Achei na internet esse exemplar do livro, muito parecido com o que tenho na minha lembrança.
Achei na internet esse exemplar do livro, muito parecido com o que tenho na minha lembrança.

Ao passo que havia um alívio provocado pela ideia do recesso, havia o peso da responsabilidade, afinal o ano letivo ainda não tinha acabado, havia um semestre inteiro pela frente, as provas finais, aquela coisa toda.

Isso explica o sabor dúbio, mas e o coração apertado naquele julho de 2005? 

Ouvi que o cérebro não consegue distiguir o que é real e o que é memória, provavelmente elaborei essa frase errada, os neurocientistas que perdoem a falta de habilidade pra explicar o conceito, o fato é que isso me parece verdade, já que sinto meu coração apertar exatamente como há 16 anos.

Posso ver a cena com clareza, a grade do portão; há uma agitação típica de porta de escola, mas não beira o caos, não estamos na porta de saída dos alunos, estamos no portão dos docentes, fato esse que me faz sentir superior aos demais alunos.

Consigo sentir agora aquela arrogância juvenil boba, não fosse a nostalgia e os longos anos que me afastam daquela cena, com certeza me envergonharia neste instante.

Mas tudo bem, o que é a adolescência, senão o período que o ser humano tem pra encher o acervo pessoal de vergonhas e arrependimentos?

Alguns desses, andam, falam e te chamam de "pai''.

Caminhamos juntos até o limite do que ele poderia me acompanhar, mais que isso quebraria as regras éticas.

O gosto é amargo, sentirei falta dele, das aulas dele.
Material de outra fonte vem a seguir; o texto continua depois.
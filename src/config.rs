use serde::Deserialize;
use std::{env, fs, io, path::Path};
use thiserror::Error;

pub const DEFAULT_CONFIG_PATH: &str = "config/invoice_intake.toml";

#[derive(Debug, Error)]
pub enum ConfigError {
    #[error("failed to read config: {0}")]
    Io(#[from] io::Error),
    #[error("failed to parse config: {0}")]
    Parse(#[from] toml::de::Error),
    #[error("{0} env var required for the {1} backend")]
    MissingKey(&'static str, &'static str),
}

#[derive(Debug, Clone, Deserialize)]
pub struct Config {
    #[serde(default = "default_db_path")]
    pub db_path: String,
    #[serde(default = "default_upload_dir")]
    pub upload_dir: String,
    #[serde(default = "default_bind_addr")]
    pub bind_addr: String,
    /// Lifetime of cached `/records` and `/duplicates` responses.
    #[serde(default = "default_cache_ttl")]
    pub cache_ttl_secs: u64,
    #[serde(default = "default_max_upload")]
    pub max_upload_bytes: usize,
    #[serde(default)]
    pub llm: LlmSection,
}

fn default_db_path() -> String {
    "data/invoices.db".to_string()
}

fn default_upload_dir() -> String {
    "uploads".to_string()
}

fn default_bind_addr() -> String {
    "127.0.0.1:5000".to_string()
}

fn default_cache_ttl() -> u64 {
    3600
}

fn default_max_upload() -> usize {
    25 * 1024 * 1024
}

#[derive(Debug, Clone, Copy, PartialEq, Eq, Default, Deserialize)]
#[serde(rename_all = "lowercase")]
pub enum LlmBackend {
    /// Google Gemini, reads the PDF itself.
    #[default]
    Gemini,
    /// Local Ollama server speaking the OpenAI chat API.
    Ollama,
    /// Any hosted OpenAI-compatible endpoint.
    Remote,
}

#[derive(Debug, Clone, Deserialize)]
pub struct Endpoint {
    pub base_url: String,
    pub model: String,
}

#[derive(Debug, Clone, Deserialize)]
pub struct LlmSection {
    #[serde(default)]
    pub backend: LlmBackend,
    #[serde(default = "default_gemini")]
    pub gemini: Endpoint,
    #[serde(default = "default_ollama")]
    pub ollama: Endpoint,
    #[serde(default = "default_remote")]
    pub remote: Endpoint,
}

impl Default for LlmSection {
    fn default() -> Self {
        Self {
            backend: LlmBackend::default(),
            gemini: default_gemini(),
            ollama: default_ollama(),
            remote: default_remote(),
        }
    }
}

fn default_gemini() -> Endpoint {
    Endpoint {
        base_url: "https://generativelanguage.googleapis.com/v1beta".to_string(),
        model: "gemini-3-flash-preview".to_string(),
    }
}

fn default_ollama() -> Endpoint {
    Endpoint {
        base_url: "http://localhost:11434/v1".to_string(),
        model: "qwen3:8b".to_string(),
    }
}

fn default_remote() -> Endpoint {
    Endpoint {
        base_url: "https://api.openai.com/v1".to_string(),
        model: "gpt-4o-mini".to_string(),
    }
}

impl LlmSection {
    /// The endpoint of the selected backend.
    pub fn active(&self) -> &Endpoint {
        match self.backend {
            LlmBackend::Gemini => &self.gemini,
            LlmBackend::Ollama => &self.ollama,
            LlmBackend::Remote => &self.remote,
        }
    }
}

impl Default for Config {
    fn default() -> Self {
        Self {
            db_path: default_db_path(),
            upload_dir: default_upload_dir(),
            bind_addr: default_bind_addr(),
            cache_ttl_secs: default_cache_ttl(),
            max_upload_bytes: default_max_upload(),
            llm: LlmSection::default(),
        }
    }
}

impl Config {
    pub fn load(path: impl AsRef<Path>) -> Result<Self, ConfigError> {
        let content = fs::read_to_string(path)?;
        Ok(toml::from_str(&content)?)
    }

    /// Load the file if it exists, otherwise start from defaults, then
    /// apply `INVOICE_*` environment overrides.
    pub fn load_or_default(path: impl AsRef<Path>) -> Result<Self, ConfigError> {
        Self::load_or_default_with(path, |key| env::var(key).ok())
    }

    fn load_or_default_with(
        path: impl AsRef<Path>,
        lookup: impl Fn(&str) -> Option<String>,
    ) -> Result<Self, ConfigError> {
        let mut cfg = if path.as_ref().exists() {
            Self::load(path)?
        } else {
            Self::default()
        };
        cfg.apply_overrides(lookup);
        Ok(cfg)
    }

    fn apply_overrides(&mut self, lookup: impl Fn(&str) -> Option<String>) {
        if let Some(v) = lookup("INVOICE_DB_PATH") {
            self.db_path = v;
        }
        if let Some(v) = lookup("INVOICE_UPLOAD_DIR") {
            self.upload_dir = v;
        }
        if let Some(v) = lookup("INVOICE_BIND_ADDR") {
            self.bind_addr = v;
        }
    }
}

#[cfg(test)]
mod tests {
    use super::*;
    use std::io::Write;

    #[test]
    fn test_defaults_without_file() {
        let cfg = Config::default();
        assert_eq!(cfg.db_path, "data/invoices.db");
        assert_eq!(cfg.upload_dir, "uploads");
        assert_eq!(cfg.cache_ttl_secs, 3600);
        assert_eq!(cfg.llm.backend, LlmBackend::Gemini);
        assert_eq!(cfg.llm.active().model, "gemini-3-flash-preview");
    }

    #[test]
    fn test_missing_file_falls_back_to_defaults() {
        let dir = tempfile::tempdir().unwrap();
        let cfg = Config::load_or_default_with(dir.path().join("absent.toml"), |_| None).unwrap();
        assert_eq!(cfg.db_path, "data/invoices.db");
        assert_eq!(cfg.bind_addr, "127.0.0.1:5000");
        assert_eq!(cfg.max_upload_bytes, 25 * 1024 * 1024);
        assert_eq!(cfg.llm.backend, LlmBackend::Gemini);

        // Overrides still apply on top of defaults
        let cfg = Config::load_or_default_with(dir.path().join("absent.toml"), |key| {
            (key == "INVOICE_UPLOAD_DIR").then(|| "/srv/uploads".to_string())
        })
        .unwrap();
        assert_eq!(cfg.upload_dir, "/srv/uploads");
    }

    #[test]
    fn test_load_partial_file() {
        let mut file = tempfile::NamedTempFile::new().unwrap();
        writeln!(
            file,
            r#"
db_path = "/tmp/inv.db"
cache_ttl_secs = 60

[llm]
backend = "ollama"

[llm.ollama]
base_url = "http://box:11434/v1"
model = "llama3"
"#
        )
        .unwrap();

        let cfg = Config::load(file.path()).unwrap();
        assert_eq!(cfg.db_path, "/tmp/inv.db");
        assert_eq!(cfg.cache_ttl_secs, 60);
        assert_eq!(cfg.upload_dir, "uploads");
        assert_eq!(cfg.llm.backend, LlmBackend::Ollama);
        assert_eq!(cfg.llm.active().base_url, "http://box:11434/v1");
        // Untouched sections keep their defaults
        assert_eq!(cfg.llm.gemini.model, "gemini-3-flash-preview");
    }

    #[test]
    fn test_malformed_file_is_error() {
        let mut file = tempfile::NamedTempFile::new().unwrap();
        writeln!(file, "db_path = [").unwrap();
        assert!(matches!(Config::load(file.path()), Err(ConfigError::Parse(_))));
    }

    #[test]
    fn test_env_overrides() {
        let mut cfg = Config::default();
        cfg.apply_overrides(|key| match key {
            "INVOICE_DB_PATH" => Some("override.db".to_string()),
            "INVOICE_BIND_ADDR" => Some("0.0.0.0:8080".to_string()),
            _ => None,
        });
        assert_eq!(cfg.db_path, "override.db");
        assert_eq!(cfg.bind_addr, "0.0.0.0:8080");
        assert_eq!(cfg.upload_dir, "uploads");
    }
}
Saudade mesmo. 

Ele me entrega "O Príncipe", o gosto é doce.

Não é um livro da biblioteca da escola, tampouco faz parte do conteúdo programático. É pessoal. O objeto é pessoal, a indicação é pessoal.  É ele, tipografado e com capa dura.

O gosto é agridoce, amargo porque eu deixava Felipe, doce porque o levava comigo.

Acho que DECIDI que faria "História" naquele segundo em que o livro passou das mãos dele para as minhas. 

Não me julgue querido leitor, pelo clichê do romance professor/aluna, nem pelo aparente exagero em dizer que tomei uma decisão importante num espaço de tempo tão curto.

Os neurocientistas já citados, não me deixam mentir, decisões envolvem processos emocionais. Mas isso nem vem ao caso.

O caso é que a decisão fora tomada.

Um pensamento quando muito fértil, é consumado, é concebido, é gerado, algumas gestações são longas, é verdade, mas é um processo irreversível, caminha para um único fim: dar à luz.

É um menino, passa bem, e atende pelo nome de BACHARELADO EM HISTÓRIA.

01, de novembro de 2021- primeiro dia de aula.